Fort Hood Shooter Could Join 5 Others on Death Row

If convicted and sentenced to die, Hasan would join five others on death row.

ByABC News
November 13, 2009, 11:11 AM

Nov. 13, 2009— -- The accused Fort Hood gunman, Maj. Nidal Malik Hasan will be tried by a court martial, and prosecutors will have the option of seeking the death penalty.

If he is convicted of a capital crime, Hasan could join five other men ranging from a fellow Muslim soldier who "fragged" other U.S. soldiers with a grenade at the start of the Iraq war to a serial rapist and murderer.

The number of Hasan's alleged victims - 13 dead - far exceed the number of any of the other convicted killers on the military death row. The Wall Street Journal reported today that prosecutors intend to seek the death penalty for Hasan.

It's not clear whether Hasan's medical condition could affect whether he would be confined to the military's death row, which is located a secluded corridor of the U.S. Disciplinary Barracks at Fort Leavenworth, Kan. Hasan's lawyer said today that his client is likely paralyzed below the waist.

"The U.S. Disciplinary Barracks is built to American Disability Act compliance, and to remain ADA compliant, has handicap accessible cells," said Rebecca Steed, spokeswoman for the army garrison at Ft. Leavenworth.

If Hasan does eventually get sentenced to die, he will likely spend a long time on death row. The military has sentenced 15 servicemen to death since 1984, the year President Reagan reinstated the death penalty. But due to appeals, commutations and stays, just five men remain in the unit for the condemned.

John Bennet was the last soldier to be executed by the military. He was hanged in 1961, convicted of the rape and attempted murder of an 11-year-old Australian girl.

Under the Uniform Code of Military Justice, the president must sign the order for an inmate to be executed.

If Hasan is convicted and condemned to die, this is who his final cellmates would be:

Hasan K. Akbar, 38, is the most recent addition to the military's death row. Accused of throwing a grenade into a tent of sleeping soldiers from his own brigade, the former Army sergeant was convicted of murdering two people and attempted murder of 16 other soldiers by a court martial in 2005.

Prosecutors said Akbar, a Muslim convert, carried out the attack on the 101st Airborne Division's Kuwaiti camp to achieve "maximum carnage" on the eve of the U.S. invasion of Iraq in 2003.

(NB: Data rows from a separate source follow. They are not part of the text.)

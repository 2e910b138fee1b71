use super::*;
use crate::kernel::services::ports::Difficulty;

fn info(id: &str, category: &str) -> ScenarioInfo {
    ScenarioInfo {
        id: id.to_string(),
        name: format!("Scenario {id}"),
        description: String::new(),
        category: category.to_string(),
        difficulty: Difficulty::Easy,
        namespace: id.to_string(),
        hints: Vec::new(),
    }
}

fn sample() -> Vec<ScenarioInfo> {
    vec![
        info("custom-a", "Custom"),
        info("pvc", "Storage"),
        info("svc", "Networking"),
        info("crash", "Lifecycle"),
        info("dns", "Networking"),
        info("loose", ""),
    ]
}

fn names(catalog: &Catalog) -> Vec<&str> {
    catalog
        .categories()
        .iter()
        .map(|c| c.name.as_str())
        .collect()
}

#[test]
fn categories_follow_preferred_order_then_first_seen() {
    let catalog = Catalog::build(&sample(), &FxHashSet::default());
    assert_eq!(
        names(&catalog),
        vec!["Networking", "Lifecycle", "Storage", "Custom", "Uncategorized"]
    );
    let networking = &catalog.categories()[0];
    let ids: Vec<_> = networking.entries.iter().map(|e| e.id.as_str()).collect();
    assert_eq!(ids, vec!["svc", "dns"]);
}

#[test]
fn categories_start_expanded() {
    let catalog = Catalog::build(&sample(), &FxHashSet::default());
    assert_eq!(catalog.rows().len(), 5 + 6);
    assert!(catalog.selected().map_or(false, |row| row.is_category()));
}

#[test]
fn collapse_and_expand_only_act_on_categories() {
    let mut catalog = Catalog::build(&sample(), &FxHashSet::default());
    assert!(catalog.collapse());
    assert!(!catalog.collapse());
    assert_eq!(catalog.rows().len(), 5 + 4);

    assert!(catalog.move_down());
    assert!(catalog.selected().map_or(false, |row| row.is_category()));
    assert!(catalog.move_down());
    assert_eq!(catalog.selected_entry().map(|e| e.id.as_str()), Some("crash"));
    assert!(!catalog.collapse());

    assert!(catalog.move_top());
    assert!(catalog.toggle());
    assert_eq!(catalog.rows().len(), 11);
}

#[test]
fn cursor_stays_in_bounds() {
    let mut catalog = Catalog::build(&sample(), &FxHashSet::default());
    assert!(!catalog.move_up());
    assert!(catalog.move_bottom());
    let last = catalog.cursor();
    assert!(!catalog.move_down());
    assert_eq!(catalog.cursor(), last);
}

#[test]
fn rebuild_reflects_completion_and_keeps_layout() {
    let mut catalog = Catalog::build(&sample(), &FxHashSet::default());
    catalog.move_down();
    catalog.move_down();
    assert_eq!(catalog.progress(), (0, 6));

    let completed: FxHashSet<String> = ["svc".to_string()].into_iter().collect();
    catalog.rebuild(&sample(), &completed);
    assert_eq!(catalog.progress(), (1, 6));
    assert!(catalog.entry("svc").map_or(false, |e| e.completed));
    assert_eq!(catalog.selected_entry().map(|e| e.id.as_str()), Some("dns"));
}

#[test]
fn empty_catalog_has_no_selection() {
    let mut catalog = Catalog::build(&[], &FxHashSet::default());
    assert!(catalog.selected().is_none());
    assert!(!catalog.move_down());
    assert!(!catalog.toggle());
    assert_eq!(catalog.progress(), (0, 0));
}
//! Async runtime adapter: executes effects off the UI thread and posts results back as messages.

mod message;
mod runtime;

pub use message::AppMessage;
pub use runtime::{AsyncRuntime, Collaborators};
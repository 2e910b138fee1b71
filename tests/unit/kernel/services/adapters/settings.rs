use super::*;
use std::time::Duration;

#[test]
fn missing_file_yields_defaults() {
    let dir = tempfile::tempdir().unwrap();
    let settings = load_settings_from(&dir.path().join("settings.json")).unwrap();
    assert_eq!(settings, Settings::default());
    assert_eq!(settings.check_interval(), Duration::from_secs(2));
    assert_eq!(settings.progress_tick(), Duration::from_millis(800));
    assert_eq!(settings.settle_delay(), Duration::from_millis(500));
    assert_eq!(settings.cluster_name, "k8s-dojo");
}

#[test]
fn partial_file_keeps_other_defaults() {
    let dir = tempfile::tempdir().unwrap();
    let path = dir.path().join("settings.json");
    std::fs::write(&path, r#"{"check_interval_ms": 5000, "shell": "/bin/bash"}"#).unwrap();

    let settings = load_settings_from(&path).unwrap();
    assert_eq!(settings.check_interval_ms, 5000);
    assert_eq!(settings.shell.as_deref(), Some("/bin/bash"));
    assert_eq!(settings.progress_tick_ms, 800);
}

#[test]
fn malformed_file_is_reported() {
    let dir = tempfile::tempdir().unwrap();
    let path = dir.path().join("settings.json");
    std::fs::write(&path, "{ nope").unwrap();
    assert!(matches!(
        load_settings_from(&path),
        Err(SettingsError::Parse { .. })
    ));
}

#[test]
fn shell_falls_back_to_env_then_posix_default() {
    let mut settings = Settings::default();
    assert_eq!(resolve_shell(&settings, None), DEFAULT_SHELL);
    assert_eq!(
        resolve_shell(&settings, Some("/usr/bin/zsh".to_string())),
        "/usr/bin/zsh"
    );
    assert_eq!(resolve_shell(&settings, Some("  ".to_string())), DEFAULT_SHELL);

    settings.shell = Some("/bin/bash".to_string());
    assert_eq!(
        resolve_shell(&settings, Some("/usr/bin/zsh".to_string())),
        "/bin/bash"
    );
}

#[test]
fn state_path_override_is_used() {
    let settings = Settings {
        state_path: Some(PathBuf::from("/tmp/custom-state.json")),
        ..Settings::default()
    };
    assert_eq!(
        resolve_state_path(&settings),
        PathBuf::from("/tmp/custom-state.json")
    );
}
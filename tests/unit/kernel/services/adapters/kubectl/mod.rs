use super::*;
use std::os::unix::fs::PermissionsExt;
use std::path::PathBuf;

/// A stand-in `kubectl`: records calls, captures applied manifests and answers `get` from a file.
fn fake_kubectl(dir: &Path) -> PathBuf {
    let path = dir.join("kubectl");
    let script = format!(
        r#"#!/bin/sh
dir="{dir}"
echo "$3 $4 $5" >> "$dir/calls.log"
case "$3" in
  apply) cat > "$dir/applied.yaml" ;;
  delete) exit 0 ;;
  get)
    if [ -f "$dir/get.err" ]; then cat "$dir/get.err" >&2; exit 1; fi
    cat "$dir/get.json" ;;
  *) exit 2 ;;
esac
"#,
        dir = dir.display(),
    );
    std::fs::write(&path, script).unwrap();
    std::fs::set_permissions(&path, std::fs::Permissions::from_mode(0o755)).unwrap();
    path
}

fn calls(dir: &Path) -> Vec<String> {
    std::fs::read_to_string(dir.join("calls.log"))
        .unwrap_or_default()
        .lines()
        .map(str::to_string)
        .collect()
}

fn connected_engine(dir: &Path) -> KubectlEngine {
    let engine = KubectlEngine::with_program(fake_kubectl(dir).to_string_lossy());
    engine.connect("apiVersion: v1\n").unwrap();
    engine
}

#[test]
fn catalog_lists_builtin_scenarios() {
    let engine = KubectlEngine::new();
    let catalog = engine.catalog();
    assert_eq!(catalog.len(), SCENARIOS.len());
    assert!(catalog.iter().any(|s| s.id == "image-pull-backoff"));
}

#[test]
fn start_requires_connection_and_known_id() {
    let engine = KubectlEngine::with_program("/nonexistent/kubectl");
    assert!(matches!(
        engine.start("storage-pvc-pending"),
        Err(ServiceError::NotConnected)
    ));
    assert!(matches!(
        engine.start("nope"),
        Err(ServiceError::UnknownScenario(id)) if id == "nope"
    ));
    assert!(matches!(engine.check(), Err(ServiceError::NoActiveScenario)));
}

#[test]
fn start_applies_manifest_after_clearing_namespace() {
    let dir = tempfile::tempdir().unwrap();
    let engine = connected_engine(dir.path());

    engine.start("storage-pvc-pending").unwrap();
    assert_eq!(engine.current(), Some("storage-pvc-pending"));
    assert_eq!(
        calls(dir.path()),
        vec![
            "delete namespace storage-pvc".to_string(),
            "apply -f -".to_string(),
        ]
    );
    let applied = std::fs::read_to_string(dir.path().join("applied.yaml")).unwrap();
    assert!(applied.contains("storageClassName: premium-ssd"));
}

#[test]
fn check_evaluates_the_probe() {
    let dir = tempfile::tempdir().unwrap();
    let engine = connected_engine(dir.path());
    engine.start("storage-pvc-pending").unwrap();

    std::fs::write(dir.path().join("get.json"), r#"{"status":{"phase":"Pending"}}"#).unwrap();
    assert_eq!(
        engine.check().unwrap(),
        CheckOutcome::unsolved("PVC is still Pending.")
    );

    std::fs::write(dir.path().join("get.json"), r#"{"status":{"phase":"Bound"}}"#).unwrap();
    assert_eq!(
        engine.check().unwrap(),
        CheckOutcome::solved("Success! PVC is Bound.")
    );
    assert!(calls(dir.path()).contains(&"get pvc data-pvc".to_string()));
}

#[test]
fn missing_object_is_an_unsolved_check() {
    let dir = tempfile::tempdir().unwrap();
    let engine = connected_engine(dir.path());
    engine.start("resource-quota-exceeded").unwrap();

    std::fs::write(
        dir.path().join("get.err"),
        "Error from server (NotFound): deployments.apps \"blocked-dep\" not found",
    )
    .unwrap();
    let outcome = engine.check().unwrap();
    assert!(!outcome.solved);
    assert!(outcome.message.contains("NotFound"));
}

#[test]
fn cleanup_deletes_namespace_once() {
    let dir = tempfile::tempdir().unwrap();
    let engine = connected_engine(dir.path());
    engine.start("net-service-selector").unwrap();

    engine.cleanup().unwrap();
    engine.cleanup().unwrap();
    assert_eq!(engine.current(), None);
    let deletes = calls(dir.path())
        .into_iter()
        .filter(|c| c.starts_with("delete"))
        .count();
    assert_eq!(deletes, 2);
}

Prosecutors said Akbar told them he carried out the attacks to prevent the soldiers from killing Muslims in Iraq.

He was the first American soldier accused of killing fellow soldiers since the Vietnam War.

His case is currently under review as part of the military's automatic appeals process.

Ronald Gray was supposed to be executed in 2008 for multiple rapes and murders, but a federal judge stayed the execution.

In July 2008, President George W. Bush signed the order to execute Gray, 43, a former Army specialist convicted of multiple rapes and murders, but a federal judge stayed the execution and Gray remains on death row.

Gray has been on death row at Fort Leavenworth since 1988 when a court martial convicted him of murdering two women and raping three in December 1986 and January 1987 in Fayetteville, N.C.

Despite being the military's only maximum security facility, housing death row inmates from all branches of the military, Leavenworth does not have the facilities to conduct an execution. Had the execution taken place, Gray would have been scheduled to be killed at the Federal Correctional Complex in Terre Haute, Ind. on Dec. 10, 2008, said Steed.

Dwight J. Loving was an Army private serving at Fort Hood when he was convicted in 1989 of robbing and murdering two cab drivers, one a retired NCO and the other a soldier moonlighting as a driver to earn extra money.

On the night of Dec. 11, 1988 Loving robbed the two drivers, shot them each in the back of the head and made off with less than $100 in total. After meeting up with a girlfriend, Loving tried to rob a third driver, who got away.

Attorneys from Cornell University Law School's Death Penalty Project have petitioned the Supreme Court to review Loving's conviction. "If that petition is unsuccessful, Mr. Loving will seek federal habeas corpus review of his conviction and sentence of death," according to a statement on the project's Web site.